Despite having no spinnaker for the downwind legs she was consistently higher and faster upwind finishing well ahead of many of the larger cruisers; a theme established in the Tourer’s performance at Airlie.  “We were by no means the biggest boat but by far the fastest in powered up conditions” says crew member Richard Bicknell, general manager of North Sails NZ. “We had one drifter that could have gone to any of about 4 boats but we managed to hold off the others and take the win.”  Complex courses, extreme tides and oscillating winds in both races combined with the challenge of racing in the non-spinnaker division brought new demands from a navigational point of view. “Tides are strong in the Whitsundays. It was quite a change in focus sailing in a no extras division. You pretty much had to relax and back your calls” says Bicknell. “Our goal at the start of the week was to win every race on line honours. The last beat of the last race was one I remember clearly. We nailed the shifts well in Pioneer Bay and put enough time on the others to take both line and handicap.”

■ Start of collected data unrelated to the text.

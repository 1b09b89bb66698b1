//! Binary layout of the device's configuration blob.
//!
//! The response to `GET_CONFIG` is a packed struct: fields back to back,
//! little-endian, no padding. A [`FieldLayout`] lists those fields in
//! order and turns the blob into a [`ConfigNode`].

use ctrlwire_protocol::{BinaryReader, ValueKind};
use serde::Deserialize;
use tracing::trace;

use crate::{ConfigNode, PropertyDirectory, PropertyPath, PropertyRole, PropsError};

/// One field of the packed configuration blob.
#[derive(Debug, Clone, PartialEq, Deserialize)]
pub struct LayoutField {
    pub path: PropertyPath,
    pub kind: ValueKind,
    #[serde(default)]
    pub max_length: Option<usize>,
}

/// Ordered list of fields making up the configuration blob.
#[derive(Debug, Clone, Default, PartialEq, Deserialize)]
#[serde(transparent)]
pub struct FieldLayout {
    fields: Vec<LayoutField>,
}

impl FieldLayout {
    pub fn new(fields: Vec<LayoutField>) -> Self {
        Self { fields }
    }

    /// Parses a JSON array of `{path, kind, max_length?}` objects.
    pub fn from_json_str(json: &str) -> Result<Self, PropsError> {
        Ok(serde_json::from_str(json)?)
    }

    /// A layout with one field per value property, in directory order.
    ///
    /// Pair-backed properties are read as one byte booleans.
    pub fn from_directory(directory: &PropertyDirectory) -> Self {
        let fields = directory
            .properties()
            .filter(|prop| prop.role == PropertyRole::Value)
            .map(|prop| LayoutField {
                path: prop.key.clone(),
                kind: if prop.is_pair() {
                    ValueKind::Boolean
                } else {
                    prop.kind
                },
                max_length: prop.max_length,
            })
            .collect();
        Self { fields }
    }

    pub fn fields(&self) -> &[LayoutField] {
        &self.fields
    }

    /// Reads every field from `reader` into a fresh tree.
    ///
    /// Trailing bytes after the last field are ignored.
    pub fn parse(&self, reader: &mut BinaryReader<'_>) -> Result<ConfigNode, PropsError> {
        let mut tree = ConfigNode::default();
        for field in &self.fields {
            let value = reader.read_value(field.kind, field.max_length)?;
            trace!(path = %field.path, %value, "config field");
            tree.set(&field.path, value)?;
        }
        Ok(tree)
    }
}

“On all points of sail and in a range of wind strengths Fortuna performed exceptionally well, readily showing boat speed advantage over all the other yachts of various designs in this division” comments crew member Peter Lory who was frequently on the helm in both events.  

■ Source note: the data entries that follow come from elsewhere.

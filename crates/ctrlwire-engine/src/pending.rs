//! Request id allocation and the pending-request table.
//!
//! A pending request is removed from the table exactly once: by its reply,
//! by its deadline, or by a teardown. Removal hands back the only
//! `oneshot::Sender` for that request, so completing it twice cannot
//! happen.

use std::collections::HashMap;

use ctrlwire_protocol::Frame;
use tokio::sync::oneshot;
use tokio::time::Instant;

use crate::EngineError;

/// One past the largest id ever handed out. Ids run `1..MAX_REQUEST_ID`.
pub(crate) const MAX_REQUEST_ID: u16 = u16::MAX;

/// Hands out request ids `1, 2, …, 65534, 1, …`.
///
/// Id `0` is reserved for notifications and never produced.
#[derive(Debug)]
pub(crate) struct RequestIdAllocator {
    next: u16,
}

impl RequestIdAllocator {
    pub(crate) fn new() -> Self {
        Self { next: 1 }
    }

    fn next_raw(&mut self) -> u16 {
        if self.next >= MAX_REQUEST_ID {
            self.next = 1;
        }
        let id = self.next;
        self.next += 1;
        id
    }

    /// Returns the next id for which `in_use` is false.
    ///
    /// `None` only if every id is in use.
    pub(crate) fn allocate(&mut self, in_use: impl Fn(u16) -> bool) -> Option<u16> {
        (1..MAX_REQUEST_ID)
            .map(|_| self.next_raw())
            .find(|&id| !in_use(id))
    }
}

pub(crate) type Reply = oneshot::Sender<Result<Frame, EngineError>>;

/// A request waiting for its reply.
#[derive(Debug)]
pub(crate) struct PendingRequest {
    pub(crate) command: u8,
    pub(crate) deadline: Instant,
    reply: Reply,
}

impl PendingRequest {
    pub(crate) fn new(command: u8, deadline: Instant, reply: Reply) -> Self {
        Self {
            command,
            deadline,
            reply,
        }
    }

    /// Delivers the outcome. A caller that stopped waiting is not an error.
    pub(crate) fn complete(self, result: Result<Frame, EngineError>) {
        let _ = self.reply.send(result);
    }
}

/// Outstanding requests keyed by request id.
#[derive(Debug, Default)]
pub(crate) struct PendingRequests {
    entries: HashMap<u16, PendingRequest>,
}

impl PendingRequests {
    pub(crate) fn insert(&mut self, id: u16, request: PendingRequest) {
        let previous = self.entries.insert(id, request);
        debug_assert!(previous.is_none(), "request id {id} allocated twice");
    }

    pub(crate) fn contains(&self, id: u16) -> bool {
        self.entries.contains_key(&id)
    }

    pub(crate) fn take(&mut self, id: u16) -> Option<PendingRequest> {
        self.entries.remove(&id)
    }

    pub(crate) fn next_deadline(&self) -> Option<Instant> {
        self.entries.values().map(|r| r.deadline).min()
    }

    /// Removes and returns every request whose deadline is at or before
    /// `now`.
    pub(crate) fn expire(&mut self, now: Instant) -> Vec<(u16, PendingRequest)> {
        let due: Vec<u16> = self
            .entries
            .iter()
            .filter(|(_, r)| r.deadline <= now)
            .map(|(id, _)| *id)
            .collect();
        due.into_iter()
            .filter_map(|id| self.entries.remove(&id).map(|r| (id, r)))
            .collect()
    }

    /// Rejects every outstanding request with `RequestAborted`.
    pub(crate) fn abort_all(&mut self) -> usize {
        let count = self.entries.len();
        for (id, request) in self.entries.drain() {
            request.complete(Err(EngineError::RequestAborted(id)));
        }
        count
    }

    /// Rejects every outstanding request with `err`.
    pub(crate) fn fail_all(&mut self, err: &EngineError) {
        for (_, request) in self.entries.drain() {
            request.complete(Err(err.clone()));
        }
    }

    pub(crate) fn len(&self) -> usize {
        self.entries.len()
    }
}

A pilothouse designed cruising yacht, the Tourer offered the crew protection from the elements but also boasts a spacious luxury lounging area. Integrating the cockpit and the pilothouse on a similar level creates a natural indoor-outdoor flow as well as delivering a stunning 360 degree exterior view whilst seated in the saloon. Sail handling systems are kept simple resulting in uncluttered decks and clean attractive lines that also leave more space for recreational equipment. “We were questioned by a lot of fellow competitors about how well she sails for a cruising boat” adds Bicknell. “As soon as they saw the interior they were sold!”